Good shit, best of luck to Drew in this.


----------



## Forresterc (Sep 10, 2010)

Disgusting. I can't believe such losers exist


----------



## eventhetrees (Sep 10, 2010)

Jay Jay said:


> Drewsif and I were up until 6 last night sending Larry and Andrew messages regarding the copyright infringement, among other things. Drewsif also sent messages to each band that Signs was promoting themselves to, notifying them of their plagiarism. So far Drewsif and I, as well as another of our friends have reported their page to MySpace.
> 
> Thanks for all the support guys. I know Drewsif really appreciates it.



 Good to hear man!



ibanez_6784 said:


> honestly, i would do that as well
> only to hopefully see those guys get trampled
> 
> onstage
> ...



If they don't smarten up soon enough, this needs to happen.

I'm sure everyone in this thread would be on board! haha!


----------



## lucasreis (Sep 10, 2010)

I remember when people at least changed the tuning and/or the key when stealing a riff, and mixed other different riffs in, and even recorded them in a different manner. It was steal stealing, but it was way less worse.

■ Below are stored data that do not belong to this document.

//! Metrics collection and reporting for the classification engine.
//!
//! The hot path only bumps plain counters; this module turns them into an
//! inspectable, exportable form. Users can register custom metrics next to
//! the built-in ones and print them or save them to a JSON file.
//!
//! # Example
//!
//! ```
//! use flowctx::metrics::{CounterMetric, Metric, MetricsCollector};
//!
//! let mut metrics = MetricsCollector::new();
//! metrics.register(Box::new(CounterMetric::with_value("input_batches", 12)));
//! metrics.increment_counter("input_batches", 1);
//! assert_eq!(metrics.to_json()["input_batches"]["value"], 13);
//! ```

use crate::manager::Counters;
use anyhow::Result;
use serde_json::{Value, json};
use std::any::Any;
use std::collections::BTreeMap;
use std::fs::File;
use std::io::Write;

/// Trait for custom metrics.
pub trait Metric: Send + Sync + Any {
    /// The name of this metric (e.g. `cache_hit`).
    fn name(&self) -> &str;

    /// The current value of this metric as a JSON value.
    fn value(&self) -> Value;

    /// Optional description of what this metric measures.
    fn description(&self) -> Option<&str> {
        None
    }

    /// Cast to `Any` for downcasting.
    fn as_any(&self) -> &dyn Any;
}

/// A monotonically increasing counter.
#[derive(Debug, Clone)]
pub struct CounterMetric {
    name: String,
    /// Current count.
    pub count: u64,
}

impl CounterMetric {
    /// A named counter starting at `value`.
    #[must_use]
    pub fn with_value(name: &str, value: u64) -> Self {
        Self {
            name: name.to_string(),
            count: value,
        }
    }
}

impl Metric for CounterMetric {
    fn name(&self) -> &str {
        &self.name
    }

    fn value(&self) -> Value {
        json!(self.count)
    }

    fn as_any(&self) -> &dyn Any {
        self
    }
}

/// Container collecting metrics for inspection and export.
#[derive(Default)]
pub struct MetricsCollector {
    metrics: BTreeMap<String, Box<dyn Metric>>,
}

impl MetricsCollector {
    /// An empty collector.
    #[must_use]
    pub fn new() -> Self {
        Self::default()
    }

    /// Register a metric, replacing any metric of the same name.
    pub fn register(&mut self, metric: Box<dyn Metric>) {
        self.metrics.insert(metric.name().to_string(), metric);
    }

    /// Register several metrics at once.
    pub fn register_all(&mut self, metrics: Vec<Box<dyn Metric>>) {
        for metric in metrics {
            self.register(metric);
        }
    }

    /// Add `value` to the counter called `name`, creating it at zero
    /// first when missing.
    pub fn increment_counter(&mut self, name: &str, value: u64) {
        match self
            .metrics
            .get_mut(name)
            .and_then(|m| m.as_any().downcast_ref::<CounterMetric>().cloned())
        {
            Some(counter) => {
                self.register(Box::new(CounterMetric::with_value(
                    name,
                    counter.count + value,
                )));
            }
            None => self.register(Box::new(CounterMetric::with_value(name, value))),
        }
    }

    /// Current value of a counter, if registered.
    #[must_use]
    pub fn counter(&self, name: &str) -> Option<u64> {
        self.metrics
            .get(name)?
            .as_any()
            .downcast_ref::<CounterMetric>()
            .map(|c| c.count)
    }

    /// All metrics as one JSON object.
    #[must_use]
    pub fn to_json(&self) -> Value {
        let mut out = serde_json::Map::new();
        for (name, metric) in &self.metrics {
            let mut obj = serde_json::Map::new();
            obj.insert("value".to_string(), metric.value());
            if let Some(desc) = metric.description() {
                obj.insert("description".to_string(), json!(desc));
            }
            out.insert(name.clone(), Value::Object(obj));
        }
        Value::Object(out)
    }

    /// Print all metrics to stdout.
    pub fn print(&self) {
        println!("=== Metrics ===");
        for (name, metric) in &self.metrics {
            println!("{name}: {}", metric.value());
        }
    }

    /// Save all metrics to a JSON file.
    ///
    /// # Errors
    ///
    /// Fails on I/O errors.
    pub fn save_to_file(&self, path: &str) -> Result<()> {
        let mut file = File::create(path)?;
        file.write_all(serde_json::to_string_pretty(&self.to_json())?.as_bytes())?;
        Ok(())
    }
}

impl Counters {
    /// Export the hot-path counters into `collector`.
    pub fn register_into(&self, collector: &mut MetricsCollector) {
        collector.register_all(vec![
            Box::new(CounterMetric::with_value("cache_hit", self.cache_hit)),
            Box::new(CounterMetric::with_value("cache_miss", self.cache_miss)),
            Box::new(CounterMetric::with_value("cache_sharing", self.cache_sharing)),
            Box::new(CounterMetric::with_value("early_dropped", self.early_dropped)),
            Box::new(CounterMetric::with_value("unclassified", self.unclassified)),
            Box::new(CounterMetric::with_value(
                "builder_forced_flush",
                self.builder_forced_flush,
            )),
            Box::new(CounterMetric::with_value(
                "timeout_released",
                self.timeout_released,
            )),
        ]);
    }
}
use flowctx::level::FlowLevel;
use flowctx::node::EdgeTarget;
use flowctx::parser::{self, OUTPUT_UNSET, ParseContext};
use flowctx::tree::Tree;

fn tree() -> Tree {
    Tree::new(8)
}

#[test]
fn ethertype_rule_builds_one_keyed_path() -> anyhow::Result<()> {
    let mut t = tree();
    let rule = parser::parse(&mut t, "classifier", "12/0800 0", ParseContext::Ether)?;
    assert_eq!(rule.output, 0);
    assert!(!rule.is_default);

    let root = t.node(rule.root);
    assert!(root.level.equals(&FlowLevel::generic(12, 0xFFFF)));
    assert_eq!(root.num(), 1);
    let edge = root.find(0x0800).expect("keyed child at 0x0800");
    assert_eq!(edge.target, EdgeTarget::Leaf(rule.leaf));
    assert!(root.default.is_none());
    Ok(())
}

#[test]
fn chained_classes_form_a_linear_path() -> anyhow::Result<()> {
    let mut t = tree();
    let rule = parser::parse(
        &mut t,
        "http",
        "12/0800 && 23/06 src port 80 0",
        ParseContext::Ether,
    )?;

    let n12 = t.node(rule.root);
    assert!(n12.level.equals(&FlowLevel::generic(12, 0xFFFF)));
    let EdgeTarget::Node(n23_id) = n12.find(0x0800).unwrap().target else {
        panic!("expected an inner node below the EtherType");
    };
    let n23 = t.node(n23_id);
    assert!(n23.level.equals(&FlowLevel::generic(23, 0xFF)));
    let EdgeTarget::Node(n34_id) = n23.find(6).unwrap().target else {
        panic!("expected an inner node below the protocol");
    };
    let n34 = t.node(n34_id);
    // src port sits 20 bytes into the IP header, itself 14 bytes in.
    assert!(n34.level.equals(&FlowLevel::generic(34, 0xFFFF)));
    assert_eq!(n34.find(80).unwrap().target, EdgeTarget::Leaf(rule.leaf));
    Ok(())
}

#[test]
fn named_classes_resolve_offsets_and_values() -> anyhow::Result<()> {
    let mut t = tree();
    let rule = parser::parse(
        &mut t,
        "router",
        "ip proto udp && dst host 10.1.2.3 4",
        ParseContext::Ether,
    )?;
    let proto = t.node(rule.root);
    assert!(proto.level.equals(&FlowLevel::generic(23, 0xFF)));
    let EdgeTarget::Node(host_id) = proto.find(17).unwrap().target else {
        panic!("expected host node below proto");
    };
    let host = t.node(host_id);
    assert!(host.level.equals(&FlowLevel::generic(30, 0xFFFF_FFFF)));
    assert!(host.find(0x0A01_0203).is_some());
    assert_eq!(rule.output, 4);
    Ok(())
}

#[test]
fn net_class_masks_the_prefix() -> anyhow::Result<()> {
    let mut t = tree();
    let rule = parser::parse(&mut t, "router", "src net 10.0.0.0/8 1", ParseContext::None)?;
    let node = t.node(rule.root);
    assert!(node.level.equals(&FlowLevel::generic(12, 0xFF00_0000)));
    assert!(node.find(0x0A00_0000).is_some());
    Ok(())
}

#[test]
fn mask_only_class_is_dynamic() -> anyhow::Result<()> {
    let mut t = tree();
    let rule = parser::parse(&mut t, "flows", "40/0/FFFF 0", ParseContext::Ether)?;
    let node = t.node(rule.root);
    assert!(node.level.is_dynamic());
    assert_eq!(node.num(), 0);
    // The leaf hangs off the default edge as the per-key prototype.
    assert_eq!(node.default, Some(EdgeTarget::Leaf(rule.leaf)));
    Ok(())
}

#[test]
fn agg_and_thread_classes_are_dynamic() -> anyhow::Result<()> {
    let mut t = tree();
    let agg = parser::parse(&mut t, "flows", "agg 0", ParseContext::Ether)?;
    assert!(matches!(t.node(agg.root).level, FlowLevel::Aggregate));
    assert!(t.node(agg.root).level.is_dynamic());

    let thread = parser::parse(&mut t, "flows", "thread 0", ParseContext::Ether)?;
    assert!(matches!(
        t.node(thread.root).level,
        FlowLevel::Thread { .. }
    ));
    Ok(())
}

#[test]
fn default_rule_drop_and_keep() -> anyhow::Result<()> {
    let mut t = tree();
    let default = parser::parse(&mut t, "classifier", "-", ParseContext::Ether)?;
    assert!(default.is_default);
    assert_eq!(default.output, OUTPUT_UNSET);

    let dropped = parser::parse(&mut t, "classifier", "12/0806 drop", ParseContext::Ether)?;
    assert_eq!(dropped.output, -1);

    let kept = parser::parse(&mut t, "classifier", "12/0800 keep 1", ParseContext::Ether)?;
    assert!(kept.keep);
    assert!(t.pool.get(kept.leaf).keep);
    Ok(())
}

#[test]
fn container_hints_are_recorded() -> anyhow::Result<()> {
    let mut t = tree();
    let rule = parser::parse(&mut t, "flows", "40/0/FFFF:HASH-4 0", ParseContext::Ether)?;
    assert_eq!(
        t.node(rule.root).hint,
        Some(flowctx::node::ContainerHint::Hash(4))
    );
    let rule = parser::parse(&mut t, "flows", "41/0/FF:ARRAY 0", ParseContext::Ether)?;
    assert_eq!(
        t.node(rule.root).hint,
        Some(flowctx::node::ContainerHint::Array)
    );
    Ok(())
}

#[test]
fn else_drop_marker_is_recorded() -> anyhow::Result<()> {
    let mut t = tree();
    let rule = parser::parse(&mut t, "ctx", "12/0800! 0", ParseContext::Ether)?;
    assert!(t.node(rule.root).else_drop);
    Ok(())
}

#[test]
fn malformed_rules_fail() {
    let mut t = tree();
    for bad in ["12//", "nonsense", "ip proto bogus 0", "src host 999.1.1.1 0"] {
        assert!(
            parser::parse(&mut t, "x", bad, ParseContext::Ether).is_err(),
            "{bad:?} should not parse"
        );
    }
}

#[test]
fn printed_path_reparses_to_the_same_tree() -> anyhow::Result<()> {
    let mut t = tree();
    let rule = parser::parse(&mut t, "rt", "12/800/ffff && 23/6/ff 0", ParseContext::Ether)?;
    let printed = parser::unparse(&t, rule.root);
    let reparsed = parser::parse(&mut t, "rt", &format!("{printed} 0"), ParseContext::Ether)?;

    // Same levels and same keyed values, node by node.
    let (mut a, mut b) = (Some(rule.root), Some(reparsed.root));
    while let (Some(na), Some(nb)) = (a, b) {
        let (na, nb) = (t.node(na), t.node(nb));
        assert!(na.level.equals(&nb.level), "levels diverge");
        let (ea, eb) = (na.edges(), nb.edges());
        assert_eq!(
            ea.iter().map(|e| e.data).collect::<Vec<_>>(),
            eb.iter().map(|e| e.data).collect::<Vec<_>>()
        );
        a = ea.first().and_then(|e| e.target.as_node());
        b = eb.first().and_then(|e| e.target.as_node());
    }
    assert_eq!(a, b, "paths have different lengths");
    Ok(())
}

Now people will just take an instrumental song and growl on it? Gross. I hope those fuckers pay for what they've done.


----------



## Rev2010 (Sep 10, 2010)

lucasreis said:


> I remember when people at least changed the tuning and/or the key when stealing a riff, and mixed other different riffs in, and even recorded them in a different manner. It was steal stealing, but it was way less worse.



Oooh, you mean like Metallica? Yeah I know what you mean lol. Funny how Metallica actually admitted in an interview they ripped another unknown band off by stealing their riff.

This whole thing pisses me off dramatically. For one, how can these guys expect to 100% reproduce this when needed (ie. live)?? If they can play well enough to then how come they couldn't write their own shit? Second, with the internet and forums like this and others how did they think they would get away with it? Three, why even bother... is it that hard to write?? And why take the chance of serious legal action? You don't even have to be famous to win tons of cash in cases like this. Lawyers claim all sorts of bullshit damages and list them as being worth waaay more than they are in reality. We've all seen it. Just 100% dogshit LaMeZoRzx!!!!!!

**EDIT - on a side note it also really pisses me off when someone says a riff you wrote sounds ripped off and cite some unknown band you've never even fucking heard of. Sometimes it's like, "Well it's a guitar, there are bound to be many many similar riffs with all the people out there playing the fucking things" lol. I know this is totally irrelevant to this blatant ripoff here - just sayin'.


Rev.


----------



## lava (Sep 10, 2010)

So, how did you find these guys in the first place? I like to think my music is good enough to plagiarize , but it doesn't seem likely that I'd ever run into said plagiarized material. Did somebody else alert you to this?


----------



## Jay Jay (Sep 10, 2010)

Somebody posted it to his facebook asking if he was in this band. I saw it and knew immediately that it wasn't him because 1.) I'm in a band with Drewsif, and 2.) We don't use DSME stuff.


----------



## habicore_5150 (Sep 10, 2010)

lava said:


> So, how did you find these guys in the first place? I like to think my music is good enough to plagiarize , but it doesn't seem likely that I'd ever run into said plagiarized material. Did somebody else alert you to this?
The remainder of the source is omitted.